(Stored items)
_ _ _

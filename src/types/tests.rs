use super::date::{format_date, format_timestamp, parse_date, parse_timestamp};
use super::{Monetary, MonetaryError};
use anyhow::Result;
use chrono::{NaiveDate, TimeZone, Utc};
use rust_decimal::Decimal;
use std::str::FromStr;

#[test]
fn test_monetary_successfully_parses_valid_strings() -> Result<()> {
    let test_cases = vec![
        ("1.0", "1.00"),
        ("1.1234", "1.1234"),
        ("0.0001", "0.0001"),
        ("-1.5", "-1.50"),
        ("  1.0  ", "1.00"),
        ("-0.01", "-0.01"),
        ("-0.0001", "-0.0001"),
        ("100", "100.00"),
        ("115.125", "115.125"),
    ];

    for (input_string, expected_output) in test_cases {
        assert_eq!(Monetary::from_str(input_string)?.to_string(), expected_output);
    }

    Ok(())
}

#[test]
fn test_monetary_fails_to_parse_invalid_strings() {
    assert!(matches!(Monetary::from_str("1.12345"), Err(MonetaryError::InvalidFormat(_))));
    assert!(Monetary::from_str("abc").is_err());
    assert!(Monetary::from_str("1.2.3").is_err());
    assert!(Monetary::from_str("").is_err());
    assert!(Monetary::from_str("1.-5").is_err());
}

#[test]
fn test_monetary_rejects_values_beyond_decimal_range() {
    assert!(Monetary::from_str("79228162514264337593543950336").is_err());
    assert!(Monetary::from_str("-79228162514264337593543950336").is_err());
}

#[test]
fn test_monetary_parses_large_amounts_within_decimal_range() -> Result<()> {
    let from_string: Monetary = serde_json::from_str("\"1000000000000000.0000\"")?;
    let from_number: Monetary = serde_json::from_str("1000000000000000.0")?;

    assert_eq!(from_string.to_string(), "1000000000000000.0000");
    assert_eq!(from_string, from_number);
    assert_eq!(Monetary::from_str("9223372036854775807.5")?.to_string(), "9223372036854775807.50");

    Ok(())
}

#[test]
fn test_monetary_rejects_decimals_with_excess_precision() -> Result<()> {
    assert!(Monetary::new(Decimal::from_str("1.23456")?).is_err());
    assert_eq!(Monetary::new(Decimal::from_str("1.2345")?)?.value(), Decimal::from_str("1.2345")?);

    Ok(())
}

#[test]
fn test_monetary_json_number_and_string_share_precision_rule() -> Result<()> {
    let from_number = serde_json::from_str::<Monetary>("1.23456");
    let from_string = serde_json::from_str::<Monetary>("\"1.23456\"");

    assert!(from_number.is_err());
    assert!(from_string.is_err());
    assert_eq!(serde_json::from_str::<Monetary>("1.2345")?, Monetary::from_str("1.2345")?);

    Ok(())
}

#[test]
fn test_monetary_reads_json_numbers_and_strings() -> Result<()> {
    let from_float: Monetary = serde_json::from_str("115.25")?;
    let from_integer: Monetary = serde_json::from_str("40")?;
    let from_string: Monetary = serde_json::from_str("\"15.75\"")?;

    assert_eq!(from_float, Monetary::from_str("115.25")?);
    assert_eq!(from_integer, Monetary::from_str("40")?);
    assert_eq!(from_string, Monetary::from_str("15.75")?);
    assert!(serde_json::from_str::<Monetary>("\"fifteen\"").is_err());
    assert!(serde_json::from_str::<Monetary>("true").is_err());

    Ok(())
}

#[test]
fn test_monetary_writes_json_numbers() -> Result<()> {
    let amount = Monetary::from_str("115.25")?;

    assert_eq!(serde_json::to_string(&amount)?, "115.25");

    Ok(())
}

#[test]
fn test_parse_timestamp_reads_platform_form() -> Result<()> {
    let timestamp = parse_timestamp("/Date(1573755038314+0000)/")?;

    assert_eq!(timestamp.timestamp_millis(), 1573755038314);

    Ok(())
}

#[test]
fn test_parse_timestamp_ignores_informational_offset() -> Result<()> {
    let with_offset = parse_timestamp("/Date(1573755038314+1300)/")?;
    let without_offset = parse_timestamp("/Date(1573755038314)/")?;

    assert_eq!(with_offset, without_offset);

    Ok(())
}

#[test]
fn test_parse_timestamp_accepts_pre_epoch_values() -> Result<()> {
    let timestamp = parse_timestamp("/Date(-86400000+0000)/")?;

    assert_eq!(timestamp, Utc.with_ymd_and_hms(1969, 12, 31, 0, 0, 0).unwrap());

    Ok(())
}

#[test]
fn test_parse_timestamp_reads_iso_forms() -> Result<()> {
    let expected = Utc.with_ymd_and_hms(2019, 11, 14, 10, 30, 0).unwrap();

    assert_eq!(parse_timestamp("2019-11-14T10:30:00")?, expected);
    assert_eq!(parse_timestamp("2019-11-14T10:30:00Z")?, expected);
    assert_eq!(parse_timestamp("2019-11-14T23:30:00+13:00")?, expected);
    assert_eq!(parse_timestamp("2019-11-14")?, Utc.with_ymd_and_hms(2019, 11, 14, 0, 0, 0).unwrap());

    Ok(())
}

#[test]
fn test_parse_timestamp_rejects_malformed_values() {
    assert!(parse_timestamp("/Date(abc+0000)/").is_err());
    assert!(parse_timestamp("/Date(1573755038314+00)/").is_err());
    assert!(parse_timestamp("/Date()/").is_err());
    assert!(parse_timestamp("14/11/2019").is_err());
}

#[test]
fn test_parse_date_reads_all_supported_forms() -> Result<()> {
    let expected = NaiveDate::from_ymd_opt(2019, 11, 14).unwrap();

    assert_eq!(parse_date("2019-11-14")?, expected);
    assert_eq!(parse_date("2019-11-14T00:00:00")?, expected);
    assert_eq!(parse_date("/Date(1573689600000+0000)/")?, expected);

    Ok(())
}

#[test]
fn test_date_formatting_matches_wire_forms() -> Result<()> {
    let date = NaiveDate::from_ymd_opt(2019, 11, 14).unwrap();
    let timestamp = parse_timestamp("/Date(1573755038314+0000)/")?;

    assert_eq!(format_date(date), "2019-11-14");
    assert_eq!(format_timestamp(timestamp), "/Date(1573755038314+0000)/");

    Ok(())
}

_ _ _

All of the data above should be written out again word for word.

» **TASK RESULT**
filename src/types/tests.rs
use super::date::{format_date, format_timestamp, parse_date, parse_timestamp};
use super::{Monetary, MonetaryError};
use anyhow::Result;
use chrono::{NaiveDate, TimeZone, Utc};
use rust_decimal::Decimal;
use std::str::FromStr;

#[test]
fn test_monetary_successfully_parses_valid_strings() -> Result<()> {
    let test_cases = vec![
        ("1.0", "1.00"),
        ("1.1234", "1.1234"),
        ("0.0001", "0.0001"),
        ("-1.5", "-1.50"),
        ("  1.0  ", "1.00"),
        ("-0.01", "-0.01"),
        ("-0.0001", "-0.0001"),
        ("100", "100.00"),
        ("115.125", "115.125"),
    ];

    for (input_string, expected_output) in test_cases {
        assert_eq!(Monetary::from_str(input_string)?.to_string(), expected_output);
    }

    Ok(())
}

#[test]
fn test_monetary_fails_to_parse_invalid_strings() {
    assert!(matches!(Monetary::from_str("1.12345"), Err(MonetaryError::InvalidFormat(_))));
    assert!(Monetary::from_str("abc").is_err());
    assert!(Monetary::from_str("1.2.3").is_err());
    assert!(Monetary::from_str("").is_err());
    assert!(Monetary::from_str("1.-5").is_err());
}

#[test]
fn test_monetary_rejects_values_beyond_decimal_range() {
    assert!(Monetary::from_str("79228162514264337593543950336").is_err());
    assert!(Monetary::from_str("-79228162514264337593543950336").is_err());
}

#[test]
fn test_monetary_parses_large_amounts_within_decimal_range() -> Result<()> {
    let from_string: Monetary = serde_json::from_str("\"1000000000000000.0000\"")?;
    let from_number: Monetary = serde_json::from_str("1000000000000000.0")?;

    assert_eq!(from_string.to_string(), "1000000000000000.0000");
    assert_eq!(from_string, from_number);
    assert_eq!(Monetary::from_str("9223372036854775807.5")?.to_string(), "9223372036854775807.50");

    Ok(())
}

#[test]
fn test_monetary_rejects_decimals_with_excess_precision() -> Result<()> {
    assert!(Monetary::new(Decimal::from_str("1.23456")?).is_err());
    assert_eq!(Monetary::new(Decimal::from_str("1.2345")?)?.value(), Decimal::from_str("1.2345")?);

    Ok(())
}

#[test]
fn test_monetary_json_number_and_string_share_precision_rule() -> Result<()> {
    let from_number = serde_json::from_str::<Monetary>("1.23456");
    let from_string = serde_json::from_str::<Monetary>("\"1.23456\"");

    assert!(from_number.is_err());
    assert!(from_string.is_err());
    assert_eq!(serde_json::from_str::<Monetary>("1.2345")?, Monetary::from_str("1.2345")?);

    Ok(())
}

#[test]
fn test_monetary_reads_json_numbers_and_strings() -> Result<()> {
    let from_float: Monetary = serde_json::from_str("115.25")?;
    let from_integer: Monetary = serde_json::from_str("40")?;
    let from_string: Monetary = serde_json::from_str("\"15.75\"")?;

    assert_eq!(from_float, Monetary::from_str("115.25")?);
    assert_eq!(from_integer, Monetary::from_str("40")?);
    assert_eq!(from_string, Monetary::from_str("15.75")?);
    assert!(serde_json::from_str::<Monetary>("\"fifteen\"").is_err());
    assert!(serde_json::from_str::<Monetary>("true").is_err());

    Ok(())
}

#[test]
fn test_monetary_writes_json_numbers() -> Result<()> {
    let amount = Monetary::from_str("115.25")?;

    assert_eq!(serde_json::to_string(&amount)?, "115.25");

    Ok(())
}

#[test]
fn test_parse_timestamp_reads_platform_form() -> Result<()> {
    let timestamp = parse_timestamp("/Date(1573755038314+0000)/")?;

    assert_eq!(timestamp.timestamp_millis(), 1573755038314);

    Ok(())
}

#[test]
fn test_parse_timestamp_ignores_informational_offset() -> Result<()> {
    let with_offset = parse_timestamp("/Date(1573755038314+1300)/")?;
    let without_offset = parse_timestamp("/Date(1573755038314)/")?;

    assert_eq!(with_offset, without_offset);

    Ok(())
}

#[test]
fn test_parse_timestamp_accepts_pre_epoch_values() -> Result<()> {
    let timestamp = parse_timestamp("/Date(-86400000+0000)/")?;

    assert_eq!(timestamp, Utc.with_ymd_and_hms(1969, 12, 31, 0, 0, 0).unwrap());

    Ok(())
}

#[test]
fn test_parse_timestamp_reads_iso_forms() -> Result<()> {
    let expected = Utc.with_ymd_and_hms(2019, 11, 14, 10, 30, 0).unwrap();

    assert_eq!(parse_timestamp("2019-11-14T10:30:00")?, expected);
    assert_eq!(parse_timestamp("2019-11-14T10:30:00Z")?, expected);
    assert_eq!(parse_timestamp("2019-11-14T23:30:00+13:00")?, expected);
    assert_eq!(parse_timestamp("2019-11-14")?, Utc.with_ymd_and_hms(2019, 11, 14, 0, 0, 0).unwrap());

    Ok(())
}

#[test]
fn test_parse_timestamp_rejects_malformed_values() {
    assert!(parse_timestamp("/Date(abc+0000)/").is_err());
    assert!(parse_timestamp("/Date(1573755038314+00)/").is_err());
    assert!(parse_timestamp("/Date()/").is_err());
    assert!(parse_timestamp("14/11/2019").is_err());
}

#[test]
fn test_parse_date_reads_all_supported_forms() -> Result<()> {
    let expected = NaiveDate::from_ymd_opt(2019, 11, 14).unwrap();

    assert_eq!(parse_date("2019-11-14")?, expected);
    assert_eq!(parse_date("2019-11-14T00:00:00")?, expected);
    assert_eq!(parse_date("/Date(1573689600000+0000)/")?, expected);

    Ok(())
}

#[test]
fn test_date_formatting_matches_wire_forms() -> Result<()> {
    let date = NaiveDate::from_ymd_opt(2019, 11, 14).unwrap();
    let timestamp = parse_timestamp("/Date(1573755038314+0000)/")?;

    assert_eq!(format_date(date), "2019-11-14");
    assert_eq!(format_timestamp(timestamp), "/Date(1573755038314+0000)/");

    Ok(())
}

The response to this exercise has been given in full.